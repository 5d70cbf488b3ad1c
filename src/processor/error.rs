//! Processing error types.

use std::fmt;

use crate::mapping::MappingType;
use crate::platform::PlatformError;
use crate::substitution::{PathError, ValueType};

/// Errors recorded on a processing context or one of its documents
#[derive(Debug, Clone, PartialEq)]
pub enum ProcessingError {
    /// Raw payload could not be turned into a document
    Deserialize(String),
    /// No deserializer for the mapping's payload format
    UnsupportedFormat(MappingType),
    /// Extension missing or failed
    Extension(String),
    /// Path expression is malformed
    Path(PathError),
    /// Target path does not exist in the template
    PathNotFound(String),
    /// Value does not have the declared type
    TypeMismatch {
        target: String,
        expected: ValueType,
        found: ValueType,
    },
    /// Required value is missing
    MissingValue(String),
    /// Device identity could not be resolved
    Identity(String),
    /// Platform rejected or failed the request
    Platform(PlatformError),
    /// Publishing to the broker failed
    Publish(String),
    /// Dispatch was cancelled before the platform call
    Cancelled,
}

impl ProcessingError {
    /// Errors that only affect a single target document
    pub fn is_document_level(&self) -> bool {
        matches!(
            self,
            Self::PathNotFound(_) | Self::TypeMismatch { .. } | Self::MissingValue(_)
        )
    }
}

impl fmt::Display for ProcessingError {
    fn fmt(&self, f: &mut fmt::Formatter<'_>) -> fmt::Result {
        match self {
            Self::Deserialize(e) => write!(f, "deserialization error: {}", e),
            Self::UnsupportedFormat(t) => write!(f, "unsupported payload format: {:?}", t),
            Self::Extension(e) => write!(f, "extension error: {}", e),
            Self::Path(e) => write!(f, "path error: {}", e),
            Self::PathNotFound(p) => write!(f, "Path not found: {}", p),
            Self::TypeMismatch {
                target,
                expected,
                found,
            } => write!(
                f,
                "type mismatch for '{}': expected {}, found {}",
                target, expected, found
            ),
            Self::MissingValue(p) => write!(f, "missing value for '{}'", p),
            Self::Identity(e) => write!(f, "identity error: {}", e),
            Self::Platform(e) => write!(f, "platform error: {}", e),
            Self::Publish(e) => write!(f, "publish error: {}", e),
            Self::Cancelled => write!(f, "dispatch cancelled"),
        }
    }
}

impl std::error::Error for ProcessingError {}

impl From<PathError> for ProcessingError {
    fn from(err: PathError) -> Self {
        match err {
            PathError::NotFound(path) => Self::PathNotFound(path),
            other => Self::Path(other),
        }
    }
}

impl From<PlatformError> for ProcessingError {
    fn from(err: PlatformError) -> Self {
        Self::Platform(err)
    }
}

/// Result type for processing operations.
pub type Result<T> = std::result::Result<T, ProcessingError>;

====================

What you should do: Among the lines of the material above, find those with the word "impl". Copy each one.

Answer section:
impl ProcessingError {
impl fmt::Display for ProcessingError {
impl std::error::Error for ProcessingError {}
impl From<PathError> for ProcessingError {
impl From<PlatformError> for ProcessingError {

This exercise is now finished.